<<<<

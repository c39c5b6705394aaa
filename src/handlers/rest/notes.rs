use axum::{
    Json,
    extract::{Path, State, rejection::JsonRejection},
    http::StatusCode,
    response::{IntoResponse, Response},
};
use axum_macros::debug_handler;
use utoipa::OpenApi;

use std::sync::Arc;

use super::read_body;
use crate::{
    dto::{CreateNoteRequest, DataResponse, ErrorResponse, MessageResponse, UpdateNoteRequest},
    models::Note,
    service::NoteService,
};

#[derive(OpenApi)]
#[openapi(
    paths(get_all_notes, create_note, get_one_note, update_note, delete_note),
    components(schemas(
        Note,
        CreateNoteRequest,
        UpdateNoteRequest,
        MessageResponse,
        ErrorResponse
    )),
    tags(
        (name = "notes", description = "Notes management API")
    )
)]
pub struct ApiDoc;

#[utoipa::path(
    get,
    path = "/notes",
    responses(
        (status = 200, description = "List of all notes", body = DataResponse<Vec<Note>>),
        (status = 500, description = "Internal server error", body = ErrorResponse)
    ),
    tag = "notes"
)]
#[debug_handler]
pub async fn get_all_notes(State(service): State<Arc<NoteService>>) -> Response {
    match service.get_all_notes().await {
        Ok(notes) => (StatusCode::OK, Json(DataResponse { data: notes })).into_response(),
        Err(e) => e.into_response(),
    }
}

#[utoipa::path(
    post,
    path = "/notes",
    request_body = CreateNoteRequest,
    responses(
        (status = 201, description = "Note created successfully", body = DataResponse<Note>),
        (status = 400, description = "Missing title/content or unknown notebook", body = ErrorResponse),
        (status = 500, description = "Store failure or notebook service unavailable", body = ErrorResponse)
    ),
    tag = "notes"
)]
#[debug_handler]
pub async fn create_note(
    State(service): State<Arc<NoteService>>,
    payload: Result<Json<CreateNoteRequest>, JsonRejection>,
) -> Response {
    let request = match read_body(payload) {
        Ok(request) => request,
        Err(e) => return e.into_response(),
    };

    match service.create_note(request).await {
        Ok(note) => (StatusCode::CREATED, Json(DataResponse { data: note })).into_response(),
        Err(e) => e.into_response(),
    }
}

#[utoipa::path(
    get,
    path = "/notes/{id}",
    params(
        ("id" = String, Path, description = "Note ID")
    ),
    responses(
        (status = 200, description = "Note found", body = DataResponse<Note>),
        (status = 400, description = "Invalid note ID", body = ErrorResponse),
        (status = 404, description = "Note not found", body = ErrorResponse),
        (status = 500, description = "Internal server error", body = ErrorResponse)
    ),
    tag = "notes"
)]
#[debug_handler]
pub async fn get_one_note(
    State(service): State<Arc<NoteService>>,
    Path(id): Path<String>,
) -> Response {
    match service.get_one_note(&id).await {
        Ok(note) => (StatusCode::OK, Json(DataResponse { data: note })).into_response(),
        Err(e) => e.into_response(),
    }
}

#[utoipa::path(
    put,
    path = "/notes/{id}",
    params(
        ("id" = String, Path, description = "Note ID")
    ),
    request_body = UpdateNoteRequest,
    responses(
        (status = 200, description = "Note updated successfully", body = DataResponse<Note>),
        (status = 400, description = "Invalid ID, no fields, blank field or unknown notebook", body = ErrorResponse),
        (status = 404, description = "Note not found", body = ErrorResponse),
        (status = 500, description = "Store failure or notebook service unavailable", body = ErrorResponse)
    ),
    tag = "notes"
)]
#[debug_handler]
pub async fn update_note(
    State(service): State<Arc<NoteService>>,
    Path(id): Path<String>,
    payload: Result<Json<UpdateNoteRequest>, JsonRejection>,
) -> Response {
    let request = match read_body(payload) {
        Ok(request) => request,
        Err(e) => return e.into_response(),
    };

    match service.update_note(&id, request).await {
        Ok(note) => (StatusCode::OK, Json(DataResponse { data: note })).into_response(),
        Err(e) => e.into_response(),
    }
}

#[utoipa::path(
    delete,
    path = "/notes/{id}",
    params(
        ("id" = String, Path, description = "Note ID")
    ),
    responses(
        (status = 200, description = "Note deleted successfully", body = MessageResponse),
        (status = 400, description = "Invalid note ID", body = ErrorResponse),
        (status = 404, description = "Note not found", body = ErrorResponse),
        (status = 500, description = "Internal server error", body = ErrorResponse)
    ),
    tag = "notes"
)]
#[debug_handler]
pub async fn delete_note(State(service): State<Arc<NoteService>>, Path(id): Path<String>) -> Response {
    match service.delete_note(&id).await {
        Ok(()) => (
            StatusCode::OK,
            Json(MessageResponse {
                message: "Note was deleted".to_string(),
            }),
        )
            .into_response(),
        Err(e) => e.into_response(),
    }
}
use std::sync::Arc;

use uuid::Uuid;

use super::{ServiceError, optional_text};
use crate::{
    dto::{CreateNoteRequest, UpdateNoteRequest},
    lookup::{NotebookLookup, NotebookVerdict},
    models::{NewNote, Note, NotePatch, parse_id},
    repository::NoteRepository,
};

const INVALID_ID: &str = "Invalid note ID";
const RESOURCE: &str = "Note";

#[derive(Clone)]
pub struct NoteService {
    repo: Arc<dyn NoteRepository>,
    notebooks: Arc<dyn NotebookLookup>,
}

impl NoteService {
    pub fn new(repo: Arc<dyn NoteRepository>, notebooks: Arc<dyn NotebookLookup>) -> Self {
        Self { repo, notebooks }
    }

    pub async fn get_all_notes(&self) -> Result<Vec<Note>, ServiceError> {
        Ok(self.repo.find_all().await?)
    }

    pub async fn create_note(&self, request: CreateNoteRequest) -> Result<Note, ServiceError> {
        let (Some(title), Some(content)) = (
            non_blank(request.title),
            non_blank(request.content),
        ) else {
            return Err(ServiceError::InvalidInput("Title and content are required"));
        };
        let notebook_id = notebook_ref(request.notebook_id);

        if let Some(notebook_id) = &notebook_id {
            self.verify_notebook(notebook_id).await?;
        }

        let note = self
            .repo
            .insert(NewNote {
                title,
                content,
                notebook_id,
            })
            .await?;
        tracing::info!("Created note {}", note.id);
        Ok(note)
    }

    pub async fn get_one_note(&self, id: &str) -> Result<Note, ServiceError> {
        let id = Self::parse(id)?;
        self.repo
            .find_by_id(id)
            .await?
            .ok_or(ServiceError::NotFound(RESOURCE))
    }

    pub async fn update_note(
        &self,
        id: &str,
        request: UpdateNoteRequest,
    ) -> Result<Note, ServiceError> {
        let id = Self::parse(id)?;
        let notebook_id = notebook_ref(request.notebook_id);

        if request.title.is_none() && request.content.is_none() && notebook_id.is_none() {
            return Err(ServiceError::InvalidInput(
                "At least one of title, content or notebookId is required to update",
            ));
        }

        let patch = NotePatch {
            title: optional_text(request.title, "Title cannot be empty")?,
            content: optional_text(request.content, "Content cannot be empty")?,
            notebook_id,
        };

        if let Some(notebook_id) = &patch.notebook_id {
            self.verify_notebook(notebook_id).await?;
        }

        self.repo
            .update_by_id(id, patch)
            .await?
            .ok_or(ServiceError::NotFound(RESOURCE))
    }

    pub async fn delete_note(&self, id: &str) -> Result<(), ServiceError> {
        let id = Self::parse(id)?;

        if self.repo.delete_by_id(id).await? {
            tracing::info!("Deleted note {}", id);
            Ok(())
        } else {
            Err(ServiceError::NotFound(RESOURCE))
        }
    }

    /// Fails closed: only a definitive `Exists` lets the write go ahead.
    async fn verify_notebook(&self, notebook_id: &str) -> Result<(), ServiceError> {
        match self.notebooks.check_exists(notebook_id).await {
            NotebookVerdict::Exists => Ok(()),
            NotebookVerdict::NotFound => {
                tracing::warn!("Rejected reference to unknown notebook '{}'", notebook_id);
                Err(ServiceError::UnknownNotebook)
            }
            NotebookVerdict::RemoteError(e) => Err(ServiceError::Lookup(e)),
        }
    }

    fn parse(id: &str) -> Result<Uuid, ServiceError> {
        parse_id(id).ok_or(ServiceError::InvalidInput(INVALID_ID))
    }
}

fn non_blank(value: Option<String>) -> Option<String> {
    value
        .map(|v| v.trim().to_string())
        .filter(|v| !v.is_empty())
}

/// Null and empty references both mean "not filed under a notebook".
fn notebook_ref(value: Option<String>) -> Option<String> {
    value.filter(|id| !id.is_empty())
}
use async_trait::async_trait;
use tokio_postgres::{Client, NoTls, Row};
use uuid::Uuid;

use super::{NoteRepository, NotebookRepository, StoreError};
use crate::models::{NewNote, NewNotebook, Note, NotePatch, Notebook, NotebookPatch};

mod notebook_migrations {
    refinery::embed_migrations!("migrations/notebooks");
}

mod note_migrations {
    refinery::embed_migrations!("migrations/notes");
}

async fn connect(database_dsn: &str) -> Result<Client, tokio_postgres::Error> {
    let (client, con) = tokio_postgres::connect(database_dsn, NoTls).await?;

    tokio::spawn(async move {
        if let Err(e) = con.await {
            tracing::error!("connection error: {}", e);
        }
    });

    Ok(client)
}

fn log_report(report: &refinery::Report) {
    for migration in report.applied_migrations() {
        tracing::info!(
            "Migration Applied -  Name: {}, Version: {}",
            migration.name(),
            migration.version()
        );
    }

    tracing::info!("DB migrations finished!");
}

fn notebook_from_row(row: &Row) -> Result<Notebook, StoreError> {
    Ok(Notebook {
        id: row.try_get("id")?,
        title: row.try_get("title")?,
        description: row.try_get("description")?,
        created_at: row.try_get("created_at")?,
        updated_at: row.try_get("updated_at")?,
    })
}

fn note_from_row(row: &Row) -> Result<Note, StoreError> {
    Ok(Note {
        id: row.try_get("id")?,
        title: row.try_get("title")?,
        content: row.try_get("content")?,
        notebook_id: row.try_get("notebook_id")?,
        created_at: row.try_get("created_at")?,
        updated_at: row.try_get("updated_at")?,
    })
}

pub struct PgNotebookRepository {
    client: Client,
}

impl PgNotebookRepository {
    pub async fn new(database_dsn: &str) -> Result<Self, StoreError> {
        Ok(Self {
            client: connect(database_dsn).await?,
        })
    }

    pub async fn migrate(&mut self) -> Result<(), StoreError> {
        let report = notebook_migrations::migrations::runner()
            .run_async(&mut self.client)
            .await?;
        log_report(&report);
        Ok(())
    }
}

#[async_trait]
impl NotebookRepository for PgNotebookRepository {
    async fn insert(&self, notebook: NewNotebook) -> Result<Notebook, StoreError> {
        let row = self
            .client
            .query_one(
                "INSERT INTO notebooks (title, description) VALUES ($1, $2) RETURNING id, title, description, created_at, updated_at",
                &[&notebook.title, &notebook.description],
            )
            .await?;

        notebook_from_row(&row)
    }

    async fn find_by_id(&self, id: Uuid) -> Result<Option<Notebook>, StoreError> {
        let row = self
            .client
            .query_opt(
                "SELECT id, title, description, created_at, updated_at FROM notebooks WHERE id = $1",
                &[&id],
            )
            .await?;

        row.as_ref().map(notebook_from_row).transpose()
    }

    async fn find_all(&self) -> Result<Vec<Notebook>, StoreError> {
        let rows = self
            .client
            .query(
                "SELECT id, title, description, created_at, updated_at FROM notebooks ORDER BY created_at, id",
                &[],
            )
            .await?;

        rows.iter().map(notebook_from_row).collect()
    }

    async fn update_by_id(
        &self,
        id: Uuid,
        patch: NotebookPatch,
    ) -> Result<Option<Notebook>, StoreError> {
        let row = self
            .client
            .query_opt(
                "UPDATE notebooks SET title = COALESCE($2, title), description = COALESCE($3, description), updated_at = now() WHERE id = $1 RETURNING id, title, description, created_at, updated_at",
                &[&id, &patch.title, &patch.description],
            )
            .await?;

        row.as_ref().map(notebook_from_row).transpose()
    }

    async fn delete_by_id(&self, id: Uuid) -> Result<bool, StoreError> {
        let rows = self
            .client
            .execute("DELETE FROM notebooks WHERE id = $1", &[&id])
            .await?;

        Ok(rows == 1)
    }
}

pub struct PgNoteRepository {
    client: Client,
}

impl PgNoteRepository {
    pub async fn new(database_dsn: &str) -> Result<Self, StoreError> {
        Ok(Self {
            client: connect(database_dsn).await?,
        })
    }

    pub async fn migrate(&mut self) -> Result<(), StoreError> {
        let report = note_migrations::migrations::runner()
            .run_async(&mut self.client)
            .await?;
        log_report(&report);
        Ok(())
    }
}

#[async_trait]
impl NoteRepository for PgNoteRepository {
    async fn insert(&self, note: NewNote) -> Result<Note, StoreError> {
        let row = self
            .client
            .query_one(
                "INSERT INTO notes (title, content, notebook_id) VALUES ($1, $2, $3) RETURNING id, title, content, notebook_id, created_at, updated_at",
                &[&note.title, &note.content, &note.notebook_id],
            )
            .await?;

        note_from_row(&row)
    }

    async fn find_by_id(&self, id: Uuid) -> Result<Option<Note>, StoreError> {
        let row = self
            .client
            .query_opt(
                "SELECT id, title, content, notebook_id, created_at, updated_at FROM notes WHERE id = $1",
                &[&id],
            )
            .await?;

        row.as_ref().map(note_from_row).transpose()
    }

    async fn find_all(&self) -> Result<Vec<Note>, StoreError> {
        let rows = self
            .client
            .query(
                "SELECT id, title, content, notebook_id, created_at, updated_at FROM notes ORDER BY created_at, id",
                &[],
            )
            .await?;

        rows.iter().map(note_from_row).collect()
    }

    async fn update_by_id(&self, id: Uuid, patch: NotePatch) -> Result<Option<Note>, StoreError> {
        let row = self
            .client
            .query_opt(
                "UPDATE notes SET title = COALESCE($2, title), content = COALESCE($3, content), notebook_id = COALESCE($4, notebook_id), updated_at = now() WHERE id = $1 RETURNING id, title, content, notebook_id, created_at, updated_at",
                &[&id, &patch.title, &patch.content, &patch.notebook_id],
            )
            .await?;

        row.as_ref().map(note_from_row).transpose()
    }

    async fn delete_by_id(&self, id: Uuid) -> Result<bool, StoreError> {
        let rows = self
            .client
            .execute("DELETE FROM notes WHERE id = $1", &[&id])
            .await?;

        Ok(rows == 1)
    }
}
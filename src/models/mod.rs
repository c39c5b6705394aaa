use chrono::{DateTime, Utc};
use serde::{Deserialize, Serialize};
use utoipa::ToSchema;
use uuid::Uuid;

#[derive(Debug, Clone, PartialEq, Eq, Serialize, Deserialize, ToSchema)]
#[serde(rename_all = "camelCase")]
pub struct Notebook {
    /// Notebook ID
    pub id: Uuid,
    /// Notebook title
    pub title: String,
    /// Optional free-form description
    pub description: Option<String>,
    pub created_at: DateTime<Utc>,
    pub updated_at: DateTime<Utc>,
}

#[derive(Debug, Clone, PartialEq, Eq, Serialize, Deserialize, ToSchema)]
#[serde(rename_all = "camelCase")]
pub struct Note {
    /// Note ID
    pub id: Uuid,
    /// Note title
    pub title: String,
    /// Note content
    pub content: String,
    /// ID of the notebook this note was filed under, if any.
    ///
    /// The notebook existed when the reference was written; it may have been
    /// deleted since.
    pub notebook_id: Option<String>,
    pub created_at: DateTime<Utc>,
    pub updated_at: DateTime<Utc>,
}

/// Fields of a notebook supplied on create.
#[derive(Debug, Clone)]
pub struct NewNotebook {
    pub title: String,
    pub description: Option<String>,
}

/// Sparse notebook update: only `Some` fields overwrite.
#[derive(Debug, Clone, Default)]
pub struct NotebookPatch {
    pub title: Option<String>,
    pub description: Option<String>,
}

#[derive(Debug, Clone)]
pub struct NewNote {
    pub title: String,
    pub content: String,
    pub notebook_id: Option<String>,
}

/// Sparse note update: only `Some` fields overwrite.
#[derive(Debug, Clone, Default)]
pub struct NotePatch {
    pub title: Option<String>,
    pub content: Option<String>,
    pub notebook_id: Option<String>,
}

/// Parses a store identifier without touching the store.
///
/// `None` means the identifier is malformed and can never match a record.
pub fn parse_id(raw: &str) -> Option<Uuid> {
    Uuid::parse_str(raw).ok()
}

#[cfg(test)]
mod tests {
    use super::*;

    #[test]
    fn parse_id_accepts_hyphenated_uuid() {
        let id = Uuid::new_v4();
        assert_eq!(parse_id(&id.to_string()), Some(id));
    }

    #[test]
    fn parse_id_rejects_garbage() {
        assert_eq!(parse_id("does-not-exist-id"), None);
        assert_eq!(parse_id(""), None);
        assert_eq!(parse_id("64b7f0c2e1a4b2d3c4e5f6a7"), None);
    }

    #[test]
    fn note_serializes_with_camel_case_keys() {
        let note = Note {
            id: Uuid::nil(),
            title: "Todo".to_string(),
            content: "buy milk".to_string(),
            notebook_id: None,
            created_at: Utc::now(),
            updated_at: Utc::now(),
        };

        let value = serde_json::to_value(&note).unwrap();
        assert!(value.get("notebookId").is_some_and(serde_json::Value::is_null));
        assert!(value.get("createdAt").is_some());
        assert!(value.get("notebook_id").is_none());
    }
}
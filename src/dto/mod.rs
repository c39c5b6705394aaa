use serde::{Deserialize, Serialize};
use utoipa::ToSchema;

#[derive(Debug, Clone, Default, Serialize, Deserialize, ToSchema)]
pub struct CreateNotebookRequest {
    /// Notebook title
    #[serde(default)]
    pub title: Option<String>,
    /// Optional description, must not be blank when present
    #[serde(default)]
    pub description: Option<String>,
}

#[derive(Debug, Clone, Default, Serialize, Deserialize, ToSchema)]
pub struct UpdateNotebookRequest {
    #[serde(default)]
    pub title: Option<String>,
    #[serde(default)]
    pub description: Option<String>,
}

#[derive(Debug, Clone, Default, Serialize, Deserialize, ToSchema)]
#[serde(rename_all = "camelCase")]
pub struct CreateNoteRequest {
    /// Note title
    #[serde(default)]
    pub title: Option<String>,
    /// Note content
    #[serde(default)]
    pub content: Option<String>,
    /// Notebook to file the note under; checked against the notebook service
    #[serde(default)]
    pub notebook_id: Option<String>,
}

#[derive(Debug, Clone, Default, Serialize, Deserialize, ToSchema)]
#[serde(rename_all = "camelCase")]
pub struct UpdateNoteRequest {
    #[serde(default)]
    pub title: Option<String>,
    #[serde(default)]
    pub content: Option<String>,
    #[serde(default)]
    pub notebook_id: Option<String>,
}

/// Success envelope: `{"data": ...}`
#[derive(Debug, Clone, Serialize, Deserialize, ToSchema)]
pub struct DataResponse<T> {
    pub data: T,
}

#[derive(Debug, Clone, Serialize, Deserialize, ToSchema)]
pub struct MessageResponse {
    pub message: String,
}

#[derive(Debug, Clone, Serialize, Deserialize, ToSchema)]
pub struct ErrorResponse {
    pub error: String,
}
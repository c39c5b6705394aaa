use std::sync::Arc;

use notebook_notes::{
    config::{self, NoteServiceConfig},
    handlers::rest,
    lookup::HttpNotebookLookup,
    repository::postgres::PgNoteRepository,
    service::NoteService,
    shutdown_signal,
};

#[tokio::main]
async fn main() {
    // Log setup
    tracing_subscriber::fmt::init();

    // Load config
    let cfg: NoteServiceConfig = config::load_config("NOTE_SERVICE_CONFIG").unwrap_or_else(|e| {
        tracing::error!("Failed to load note service config: {e}");
        panic!("failed to load config: {e}");
    });
    tracing::info!(
        "Successfully loaded note service config, notebook service at {} (timeout {:?})",
        cfg.notebook_service_url,
        cfg.lookup_timeout
    );

    let lookup = HttpNotebookLookup::new(&cfg.notebook_service_url, cfg.lookup_timeout)
        .unwrap_or_else(|e| {
            tracing::error!("Failed to set up notebook lookup client: {e}");
            panic!("failed to set up notebook lookup client: {e}");
        });

    // Repository creation and migration
    let mut repo = PgNoteRepository::new(&cfg.database_dsn)
        .await
        .unwrap_or_else(|e| {
            tracing::error!("Failed to establish database connection: {e}");
            panic!("failed to establish database connection: {e}");
        });

    repo.migrate().await.unwrap_or_else(|e| {
        tracing::error!("Failed to migrate database: {e}");
        panic!("failed to migrate database: {e}");
    });

    // Service creation
    let service = Arc::new(NoteService::new(Arc::new(repo), Arc::new(lookup)));
    let router = rest::note_router(service);

    // Start server
    let listener = tokio::net::TcpListener::bind(format!("0.0.0.0:{}", cfg.port))
        .await
        .unwrap_or_else(|e| {
            tracing::error!("Failed to bind to port {}: {e}", cfg.port);
            panic!("failed to bind to port {}: {e}", cfg.port);
        });

    match listener.local_addr() {
        Ok(addr) => tracing::info!("Note service starting, listening on {}", addr),
        Err(e) => tracing::warn!("Note service starting, local address unknown: {e}"),
    }

    if let Err(e) = axum::serve(listener, router)
        .with_graceful_shutdown(shutdown_signal())
        .await
    {
        tracing::error!("HTTP server error: {e}");
        panic!("failed to start HTTP server: {e}");
    }
}
//! Execution engine configuration.
use serde::Deserialize;

use crate::error::{Result, RuntimeError};

/// Tunables for the execution engine. Every field has a default so a
/// configuration file only needs to mention what it changes.
#[derive(Debug, Clone, PartialEq, Deserialize)]
#[serde(default)]
pub struct EngineConfig {
    // Run a safepoint collection check every N instructions, 0 disables the
    // periodic check (the collector's own flag is always honoured).
    pub gc_check_interval: u64,
    // Interpreted frames per thread before raising StackOverflowError.
    pub max_frames: usize,
    // Live heap entries before allocations fail, unbounded if unset.
    pub heap_capacity: Option<usize>,
    // Longest array the guest may allocate, unbounded if unset. Longer ones
    // raise OutOfMemoryError.
    pub max_array_length: Option<usize>,
    // Log every decoded instruction at trace level.
    pub trace_opcodes: bool,
}

impl Default for EngineConfig {
    fn default() -> Self {
        Self {
            gc_check_interval: if cfg!(debug_assertions) { 10_000 } else { 0 },
            max_frames: 2048,
            heap_capacity: None,
            max_array_length: Some(1 << 24),
            trace_opcodes: false,
        }
    }
}

impl EngineConfig {
    pub fn from_json(text: &str) -> Result<Self> {
        serde_json::from_str(text)
            .map_err(|e| RuntimeError::invalid_state(format!("invalid engine config: {e}")))
    }
}

#[cfg(test)]
mod tests {
    use super::*;

    #[test]
    fn partial_config_keeps_defaults() {
        let text = r#"{ "max_frames": 16, "heap_capacity": 100, "max_array_length": null }"#;
        let config = EngineConfig::from_json(text).unwrap();
        assert_eq!(config.max_frames, 16);
        assert_eq!(config.heap_capacity, Some(100));
        assert_eq!(config.max_array_length, None);
        assert!(!config.trace_opcodes);
        assert_eq!(config.gc_check_interval, EngineConfig::default().gc_check_interval);
    }

    #[test]
    fn rejects_bad_json() {
        assert!(EngineConfig::from_json("{ max_frames: }").is_err());
    }
}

>>>>

_TASK_.
Return the line that contains "let config = EngineConfig::from_json(text).unwrap();", along with every line after it in the data above, exactly and with nothing else.

_EXERCISE RESPONSE_.
        let config = EngineConfig::from_json(text).unwrap();
        assert_eq!(config.max_frames, 16);
        assert_eq!(config.heap_capacity, Some(100));
        assert_eq!(config.max_array_length, None);
        assert!(!config.trace_opcodes);
        assert_eq!(config.gc_check_interval, EngineConfig::default().gc_check_interval);
    }

    #[test]
    fn rejects_bad_json() {
        assert!(EngineConfig::from_json("{ max_frames: }").is_err());
    }
}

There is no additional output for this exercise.